The dye images of silver halide color photographic materials are known to fade markedly, depending on the storage conditions, when they are stored for a long period of time in light, and also when they are exposed to light for short periods of time and stored for long periods of time in the dark. In general, the color fading in the former case is called light fading and that in the latter cases is called dark fading, and when color photographic materials are stored semi-permanently as records it is desirable that the extents of light fading and dark fading should be reduced to a minimum and that the overall tri-color balance of the yellow, magenta and cyan dye images should be maintained in the initial state even after fading. However, the extents of light and dark fading differ for each of the yellow, magenta and cyan dye images, and after long term storage the aforementioned overall faded color balance is inevitably destroyed and the picture quality of the dye image inevitably deteriorates.
The extents of light fading and dark fading differ according to the couplers which are used and other factors but, in many cases, the dark fading arises most readily in the case of the cyan dye image, followed in order by the yellow dye image and the magenta dye image, and the extent of the dark fading of the cyan dye image is greater than that of the other dye images. Furthermore, in the case of light fading, the cyan dye image tends to fade most readily, followed in order by the yellow dye image and the magenta dye image, especially in the case of a light source which is rich in ultraviolet rays.
Thus, in order to maintain a good faded color balance between the yellow, magenta and cyan dye images over a long period of time it is necessary to reduce to a minimum the light and dark fading of the cyan dye image, and various attempts have been made in the past with a view to improving light and dark fading properties for this purpose. These past attempts can be broadly classified into two groups, namely those in which novel couplers which can form dye images which have a smaller tendency to fading have been developed and those in which novel additives which prevent fading have been developed.
Many phenolic cyan couplers were known in the past for forming cyan dyes. For example, the 2-[.alpha.-2,4-di-tert-amylophenoxybutanamido]-4,6-dichloro-5-methylphenol disclosed in U.S. Pat. No. 2,801,171 is such that the colored dye formed from it has good resistance to light, but it has the disadvantage of having poor heat resistance.
Moreover, cyan couplers in which the 3-position or the 5-position of the phenol has been substituted with an alkyl group which has 2 or more carbon atoms have been disclosed, for example, in JP-B-49-11572 (U.S. Pat. No. 3,772,002) and in JP-A-60-209735 and JP-A-60-205447, etc. (the terms "JP-A" and "JP-B" used herein signifies a published unexamined Japanese patent application and examined Japanese patent publication, respectively). The heat stability of the cyan image formed from these couplers is somewhat better, but it is still inadequate.
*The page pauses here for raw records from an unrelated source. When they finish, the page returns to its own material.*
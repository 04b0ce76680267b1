//! Admin user management commands.
//!
//! # Usage
//!
//! ```bash
//! basha-cli admin create -e admin@example.com -p "a strong password"
//! ```
//!
//! # Environment Variables
//!
//! - `ADMIN_DATABASE_URL` - `PostgreSQL` connection string (falls back to
//!   `DATABASE_URL`)

use secrecy::SecretString;
use thiserror::Error;

use basha_admin::db;
use basha_admin::services::auth::{AuthError, AuthService, LoginThrottle};

/// Errors that can occur during admin operations.
#[derive(Debug, Error)]
pub enum AdminCliError {
    /// Required environment variable is missing.
    #[error("Missing environment variable: {0}")]
    MissingEnvVar(&'static str),

    /// Database connection error.
    #[error("Database error: {0}")]
    Database(#[from] sqlx::Error),

    /// Account creation failed.
    #[error("Failed to create admin: {0}")]
    Auth(#[from] AuthError),
}

/// Create a new admin user with an argon2-hashed password.
///
/// # Errors
///
/// Returns `AdminCliError::Auth` if the email is invalid, the password is too
/// weak, or the email is already registered.
pub async fn create_user(email: &str, password: &str) -> Result<(), AdminCliError> {
    dotenvy::dotenv().ok();

    let database_url = database_url()?;

    tracing::info!("Connecting to database...");
    let pool = db::create_pool(&database_url).await?;

    let throttle = LoginThrottle::new();
    let auth = AuthService::new(&pool, &throttle);

    let admin = auth.create_admin(email, password).await?;

    tracing::info!(
        admin_id = %admin.id,
        email = %admin.email,
        "Admin user created successfully"
    );
    Ok(())
}

fn database_url() -> Result<SecretString, AdminCliError> {
    std::env::var("ADMIN_DATABASE_URL")
        .or_else(|_| std::env::var("DATABASE_URL"))
        .map(SecretString::from)
        .map_err(|_| AdminCliError::MissingEnvVar("ADMIN_DATABASE_URL"))
}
Furthermore, 2,5-diacylaminophenol based cyan couplers which have an acylamino group in the 2-position and in the 5-position of the phenol have been disclosed, for example, in U.S. Pat. Nos. 2,369,929, 2,772,162 and 2,895,826, and in JP-A-50-112038, JP-A-53-109630 and JP-A-55-163537.
These 2,5-diacylaminophenol based couplers are such that the cyan dye image which is formed has good heat resistance, but there are problems with the coloring properties of the coupler, with the light fading properties of the cyan image which is produced, and with yellowing of the unreacted cyan coupler which is caused by light. Furthermore, even better heat resistance is required.
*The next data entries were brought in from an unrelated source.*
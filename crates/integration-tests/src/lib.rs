//! Integration tests for Basha Home Appliances.
//!
//! # Running Tests
//!
//! ```bash
//! # Run migrations and seed an admin account
//! cargo run -p basha-cli -- migrate
//! cargo run -p basha-cli -- admin create -e admin@test.local -p "integration-password"
//!
//! # Start both servers, then:
//! cargo test -p basha-integration-tests -- --ignored
//! ```
//!
//! # Test Categories
//!
//! - `storefront_catalog` - Public catalog pages
//! - `admin_auth` - Login/logout flow and error messages
//! - `admin_products` - Product CRUD and image uploads

use reqwest::Client;

/// Base URL for the admin panel (configurable via environment).
#[must_use]
pub fn admin_base_url() -> String {
    std::env::var("ADMIN_BASE_URL").unwrap_or_else(|_| "http://localhost:3001".to_string())
}

/// Base URL for the storefront (configurable via environment).
#[must_use]
pub fn storefront_base_url() -> String {
    std::env::var("STOREFRONT_BASE_URL").unwrap_or_else(|_| "http://localhost:3000".to_string())
}

/// Email of the seeded admin account the auth tests sign in with.
#[must_use]
pub fn test_admin_email() -> String {
    std::env::var("TEST_ADMIN_EMAIL").unwrap_or_else(|_| "admin@test.local".to_string())
}

/// Password of the seeded admin account.
#[must_use]
pub fn test_admin_password() -> String {
    std::env::var("TEST_ADMIN_PASSWORD").unwrap_or_else(|_| "integration-password".to_string())
}

/// Create an HTTP client with a cookie store, without following redirects.
///
/// Redirects are left to the tests: login and product mutations respond with
/// redirects whose `Location` headers the tests assert on.
///
/// # Panics
///
/// Panics if the client cannot be constructed.
#[must_use]
pub fn client() -> Client {
    Client::builder()
        .cookie_store(true)
        .redirect(reqwest::redirect::Policy::none())
        .build()
        .expect("Failed to create HTTP client")
}

/// Sign in with the seeded admin account, leaving the session cookie in the
/// client's store.
///
/// # Panics
///
/// Panics if the login request fails or is rejected.
pub async fn login(client: &Client) {
    let base_url = admin_base_url();
    let resp = client
        .post(format!("{base_url}/auth/login"))
        .form(&[
            ("email", test_admin_email()),
            ("password", test_admin_password()),
        ])
        .send()
        .await
        .expect("Failed to send login request");

    assert!(
        resp.status().is_redirection(),
        "login should redirect, got {}",
        resp.status()
    );
    let location = resp
        .headers()
        .get("location")
        .and_then(|v| v.to_str().ok())
        .unwrap_or_default();
    assert_eq!(location, "/", "login should land on the dashboard");
}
The 1-hydroxy-2-naphthamide cyan couplers are generally inadequate in respect of both light fading and dark fading properties.
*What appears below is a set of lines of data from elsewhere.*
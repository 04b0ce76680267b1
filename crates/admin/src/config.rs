//! Admin configuration loaded from environment variables.
//!
//! # Environment Variables
//!
//! ## Required
//! - `ADMIN_DATABASE_URL` - `PostgreSQL` connection string (falls back to `DATABASE_URL`)
//! - `ADMIN_BASE_URL` - Public URL for the admin panel
//! - `ADMIN_SESSION_SECRET` - Session signing secret (min 32 chars, high entropy)
//!
//! ## Optional
//! - `ADMIN_HOST` - Bind address (default: 127.0.0.1)
//! - `ADMIN_PORT` - Listen port (default: 3001)
//! - `MEDIA_ROOT` - Directory for uploaded product images (default: media)
//! - `MEDIA_BASE_URL` - Base URL for resolved image links (default: `ADMIN_BASE_URL`)
//! - `SENTRY_DSN` - Sentry error tracking DSN
//! - `SENTRY_ENVIRONMENT` - Sentry environment tag
//! - `SENTRY_SAMPLE_RATE` - Sentry error sample rate (default: 1.0)
//! - `SENTRY_TRACES_SAMPLE_RATE` - Sentry trace sample rate (default: 0.0)

use std::collections::HashMap;
use std::net::{IpAddr, SocketAddr};
use std::path::PathBuf;

use secrecy::{ExposeSecret, SecretString};
use thiserror::Error;

const MIN_SESSION_SECRET_LENGTH: usize = 32;
const MIN_ENTROPY_BITS_PER_CHAR: f64 = 3.3;

/// Blocklist of common placeholder patterns (case-insensitive)
const PLACEHOLDER_PATTERNS: &[&str] = &[
    "your-",
    "changeme",
    "replace",
    "placeholder",
    "example",
    "secret",
    "password",
    "xxx",
    "todo",
    "fixme",
];

/// Configuration errors that can occur during loading.
#[derive(Debug, Error)]
pub enum ConfigError {
    #[error("Missing environment variable: {0}")]
    MissingEnvVar(String),
    #[error("Invalid environment variable {0}: {1}")]
    InvalidEnvVar(String, String),
    #[error("Insecure secret in {0}: {1}")]
    InsecureSecret(String, String),
}

/// Admin application configuration.
#[derive(Debug, Clone)]
pub struct AdminConfig {
    /// `PostgreSQL` database connection URL (contains password)
    pub database_url: SecretString,
    /// IP address to bind the server to
    pub host: IpAddr,
    /// Port to listen on
    pub port: u16,
    /// Public base URL for the admin panel
    pub base_url: String,
    /// Session signing secret
    pub session_secret: SecretString,
    /// Directory where uploaded media objects are stored
    pub media_root: PathBuf,
    /// Base URL used when resolving public media download URLs
    pub media_base_url: String,
    /// Sentry DSN for error tracking
    pub sentry_dsn: Option<String>,
    /// Sentry environment tag (e.g., production, staging)
    pub sentry_environment: Option<String>,
    /// Sentry error sample rate
    pub sentry_sample_rate: f32,
    /// Sentry trace sample rate
    pub sentry_traces_sample_rate: f32,
}

impl AdminConfig {
    /// Load configuration from environment variables.
    ///
    /// Calls `dotenvy::dotenv()` to load from `.env` file if present.
    ///
    /// # Errors
    ///
    /// Returns `ConfigError` if required variables are missing, invalid, or
    /// if secrets fail validation (placeholder detection, entropy check).
    pub fn from_env() -> Result<Self, ConfigError> {
        // Load .env file if present (ignore errors if not found)
        let _ = dotenvy::dotenv();

        let database_url = get_database_url("ADMIN_DATABASE_URL")?;
        let host = get_env_or_default("ADMIN_HOST", "127.0.0.1")
            .parse::<IpAddr>()
            .map_err(|e| ConfigError::InvalidEnvVar("ADMIN_HOST".to_string(), e.to_string()))?;
        let port = get_env_or_default("ADMIN_PORT", "3001")
            .parse::<u16>()
            .map_err(|e| ConfigError::InvalidEnvVar("ADMIN_PORT".to_string(), e.to_string()))?;
        let base_url = get_required_env("ADMIN_BASE_URL")?;
        let session_secret = get_validated_secret("ADMIN_SESSION_SECRET")?;
        validate_session_secret(&session_secret, "ADMIN_SESSION_SECRET")?;

        let media_root = PathBuf::from(get_env_or_default("MEDIA_ROOT", "media"));
        let media_base_url =
            get_optional_env("MEDIA_BASE_URL").unwrap_or_else(|| base_url.clone());

        let sentry_dsn = get_optional_env("SENTRY_DSN");
        let sentry_environment = get_optional_env("SENTRY_ENVIRONMENT");
        let sentry_sample_rate = parse_rate("SENTRY_SAMPLE_RATE", 1.0)?;
        let sentry_traces_sample_rate = parse_rate("SENTRY_TRACES_SAMPLE_RATE", 0.0)?;

        Ok(Self {
            database_url,
            host,
            port,
            base_url,
            session_secret,
            media_root,
            media_base_url,
            sentry_dsn,
            sentry_environment,
            sentry_sample_rate,
            sentry_traces_sample_rate,
        })
    }

    /// Returns the socket address for binding the server.
    #[must_use]
    pub const fn socket_addr(&self) -> SocketAddr {
        SocketAddr::new(self.host, self.port)
    }
}

// =============================================================================
// Helper Functions
// =============================================================================

/// Get a required environment variable.
fn get_required_env(key: &str) -> Result<String, ConfigError> {
    std::env::var(key).map_err(|_| ConfigError::MissingEnvVar(key.to_string()))
}

/// Get database URL with fallback to generic `DATABASE_URL`.
fn get_database_url(primary_key: &str) -> Result<SecretString, ConfigError> {
    if let Ok(value) = std::env::var(primary_key) {
        return Ok(SecretString::from(value));
    }
    if let Ok(value) = std::env::var("DATABASE_URL") {
        return Ok(SecretString::from(value));
    }
    Err(ConfigError::MissingEnvVar(primary_key.to_string()))
}

/// Get an optional environment variable.
fn get_optional_env(key: &str) -> Option<String> {
    std::env::var(key).ok()
}

/// Get an environment variable with a default value.
fn get_env_or_default(key: &str, default: &str) -> String {
    std::env::var(key).unwrap_or_else(|_| default.to_string())
}

/// Parse an optional sample rate in `0.0..=1.0`.
fn parse_rate(key: &str, default: f32) -> Result<f32, ConfigError> {
    let Some(raw) = get_optional_env(key) else {
        return Ok(default);
    };
    let rate = raw
        .parse::<f32>()
        .map_err(|e| ConfigError::InvalidEnvVar(key.to_string(), e.to_string()))?;
    if !(0.0..=1.0).contains(&rate) {
        return Err(ConfigError::InvalidEnvVar(
            key.to_string(),
            format!("must be between 0.0 and 1.0 (got {rate})"),
        ));
    }
    Ok(rate)
}

/// Validate that a session secret meets minimum length requirements.
fn validate_session_secret(secret: &SecretString, var_name: &str) -> Result<(), ConfigError> {
    let value = secret.expose_secret();
    if value.len() < MIN_SESSION_SECRET_LENGTH {
        return Err(ConfigError::InsecureSecret(
            var_name.to_string(),
            format!(
                "must be at least {} characters (got {})",
                MIN_SESSION_SECRET_LENGTH,
                value.len()
            ),
        ));
    }
    Ok(())
}

/// Calculate Shannon entropy in bits per character.
fn shannon_entropy(s: &str) -> f64 {
    if s.is_empty() {
        return 0.0;
    }

    let mut freq: HashMap<char, usize> = HashMap::new();
    for c in s.chars() {
        *freq.entry(c).or_insert(0) += 1;
    }

    #[allow(clippy::cast_precision_loss)] // String length will never exceed f64 precision
    let len = s.len() as f64;
    freq.values()
        .map(|&count| {
            #[allow(clippy::cast_precision_loss)]
            let p = count as f64 / len;
            -p * p.log2()
        })
        .sum()
}

/// Validate that a secret is not a placeholder and has sufficient entropy.
fn validate_secret_strength(secret: &str, var_name: &str) -> Result<(), ConfigError> {
    let lower = secret.to_lowercase();

    for pattern in PLACEHOLDER_PATTERNS {
        if lower.contains(pattern) {
            return Err(ConfigError::InsecureSecret(
                var_name.to_string(),
                format!("appears to be a placeholder (contains '{pattern}')"),
            ));
        }
    }

    // Real secrets (randomly generated) have high entropy
    let entropy = shannon_entropy(secret);
    if entropy < MIN_ENTROPY_BITS_PER_CHAR {
        return Err(ConfigError::InsecureSecret(
            var_name.to_string(),
            format!(
                "entropy too low ({entropy:.2} bits/char, need >= {MIN_ENTROPY_BITS_PER_CHAR:.1}). Use a randomly generated secret."
            ),
        ));
    }

    Ok(())
}

/// Load and validate a secret from environment.
fn get_validated_secret(key: &str) -> Result<SecretString, ConfigError> {
    let value = get_required_env(key)?;
    validate_secret_strength(&value, key)?;
    Ok(SecretString::from(value))
}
Furthermore, the 1-hydroxy-2-acylaminocarbostyryl cyan couplers disclosed in JP-A-56-104333 have good fastness to both light and heat, but the spectral absorption characteristics of the colored image which is formed are undesirable for color reproduction in a color photograph, and there is a further problem in that pink staining is produced by irradiation with light.
Furthermore, the cyan polymer couplers disclosed in U.S. Pat. No. 3,767,412 and in JP-A-59-65844 and JP-A-61-39044, etc. certainly have excellent heat resistance under dry conditions but their heat resistance is poor under conditions of high humidity and they have a further disadvantage in that their coloring properties are inadequate.
Furthermore, methods in which hydrophobic substance soluble couplers such as oil soluble couplers are dissolved in water miscible organic solvents and the solutions are mixed with loadable polymer latexes and the said hydrophobic substances are loaded onto the polymers have been disclosed in U.S. Pat. No. 4,203,716, etc. However, there is a problem with methods of this type in which loadable polymer latexes are used in that the light fastness of the cyan image in particular is worse than that obtained when a high boiling point coupler solvent which is immiscible with water is used. Moreover, there is a further disadvantage in that large amounts of polymer must be used in order to carry enough coupler to obtain the maximum color density.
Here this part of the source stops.